Emmanuelle Clair: Una febbre che non passa
Quando si è presi dalla febbre dei motori, che siano a due o a quattro ruote poco importa, non si guarisce. Anzi, con il tempo è più probabile che si peggiori
Impossibile distinguerla tra gli altri quad in corsa, né dall’assetto né dalla grinta né dalla velocità. Sempre nel gruppo e mai ultima, mai un attimo di indecisione sulla traiettoria, mai che molli la manopola del “gasss”, come dice lei. L’unica cosa che la distingue dal gruppo degli uomini è il lezioso sfondo rosa della placca con il suo numero: 111.
Una virago? No, una esile graziosissima biondina trentacinquenne, sorridente, cordiale e alla mano. Innamoratissima di suo marito Stéphan Clair, conosciuto nel corso della sua prima Dakar nel 2006, un amore polveroso.

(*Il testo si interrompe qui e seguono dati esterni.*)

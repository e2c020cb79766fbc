use criterion::{black_box, criterion_group, criterion_main, Criterion};
use eikon::prelude::*;
use std::sync::Arc;

fn request(owner: &str) -> JobRequest {
    JobRequest {
        owner_id: owner.into(),
        photo_key: "ptv/face.png".to_string(),
        script: Some("Hello".to_string()),
        audio_key: None,
        voice_key: None,
        mode: Mode::Standard,
        enhancement: true,
    }
}

// =============================================================================
// Admission Benchmarks
// =============================================================================

fn bench_admission(c: &mut Criterion) {
    let mut group = c.benchmark_group("admission");
    let owner = OwnerId::new("bench-owner");

    group.bench_function("try_admit_release", |b| {
        let admission = AdmissionController::new(5);
        b.iter(|| {
            let job = uuid::Uuid::new_v4();
            black_box(admission.try_admit(&owner, job));
            black_box(admission.release(job))
        })
    });

    group.bench_function("try_admit_repeat_same_job", |b| {
        let admission = AdmissionController::new(5);
        let job = uuid::Uuid::new_v4();
        admission.try_admit(&owner, job);
        b.iter(|| black_box(admission.try_admit(&owner, job)))
    });

    group.bench_function("try_admit_many_owners", |b| {
        let admission = AdmissionController::new(1);
        let owners: Vec<OwnerId> = (0..64).map(|i| OwnerId::new(format!("owner-{i}"))).collect();
        b.iter(|| {
            for owner in &owners {
                let job = uuid::Uuid::new_v4();
                admission.try_admit(owner, job);
                admission.release(job);
            }
        })
    });

    group.finish();
}

// =============================================================================
// Ledger and State Machine Benchmarks
// =============================================================================

fn bench_completion_path(c: &mut Criterion) {
    let rt = tokio::runtime::Runtime::new().unwrap();
    let mut group = c.benchmark_group("completion_path");

    group.bench_function("inmemory_transition_debit_complete", |b| {
        b.iter(|| {
            rt.block_on(async {
                let store = Arc::new(InMemoryJobStore::new());
                let owner = OwnerId::new("bench-owner");
                store.grant(&owner, 1).await.unwrap();

                let job = request("bench-owner").into_job().unwrap();
                store.insert_job(&job).await.unwrap();
                store
                    .transition(job.id(), JobStatus::Queued, JobStatus::Processing, None)
                    .await
                    .unwrap();

                let debit = store.debit_one(&owner, job.id()).await.unwrap();
                let completed = store.complete_job(job.id(), "ptv/out.mp4").await.unwrap();
                black_box((debit, completed))
            })
        })
    });

    group.bench_function("inmemory_repeat_debit", |b| {
        let store = Arc::new(InMemoryJobStore::new());
        let owner = OwnerId::new("bench-owner");
        let job = uuid::Uuid::new_v4();
        rt.block_on(async {
            store.grant(&owner, 1).await.unwrap();
            store.debit_one(&owner, job).await.unwrap();
        });

        b.iter(|| rt.block_on(async { black_box(store.debit_one(&owner, job).await.unwrap()) }))
    });

    group.bench_function("inmemory_find_by_handle", |b| {
        let store = Arc::new(InMemoryJobStore::new());
        rt.block_on(async {
            for i in 0..1000 {
                let job = request("bench-owner").into_job().unwrap();
                store.insert_job(&job).await.unwrap();
                store
                    .transition(job.id(), JobStatus::Queued, JobStatus::Processing, None)
                    .await
                    .unwrap();
                store
                    .record_external_handle(job.id(), &format!("handle-{i}"))
                    .await
                    .unwrap();
            }
        });

        b.iter(|| {
            rt.block_on(async { black_box(store.find_by_external_handle("handle-500").await.unwrap()) })
        })
    });

    group.finish();
}

criterion_group!(benches, bench_admission, bench_completion_path);
criterion_main!(benches);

Erano rimasti entrambi a piedi e avevano deciso con un altro gruppo di piloti di seguire la gara. Da lì non hanno mai smesso di farlo insieme. Oggi, dopo la nascita di un bambino, pilota predestinato, dirigono la NPO e sono tra i più grandi organizzatori a livello mondiale di rally, quelli dell’OiLibya Rallye de Tunisie e OiLibya Rallye du Maroc.
Parliamo di rally con diverse centinaia di partecipanti, camion, quad, moto, buggy, mica “pseudo-rally”, come ci dice ammiccando Emmanuelle. Unica donna al mondo ufficiale di gara fuoristrada FIM, decide di assumere questo ruolo dopo che la fanno fuori ingiustamente alla Dakar del 2006 per un’interpretazione sbagliata del regolamento; altri concorrenti dietro di lei fanno ricorso e vengono riammessi, lei paga lo scotto dell’inesperienza.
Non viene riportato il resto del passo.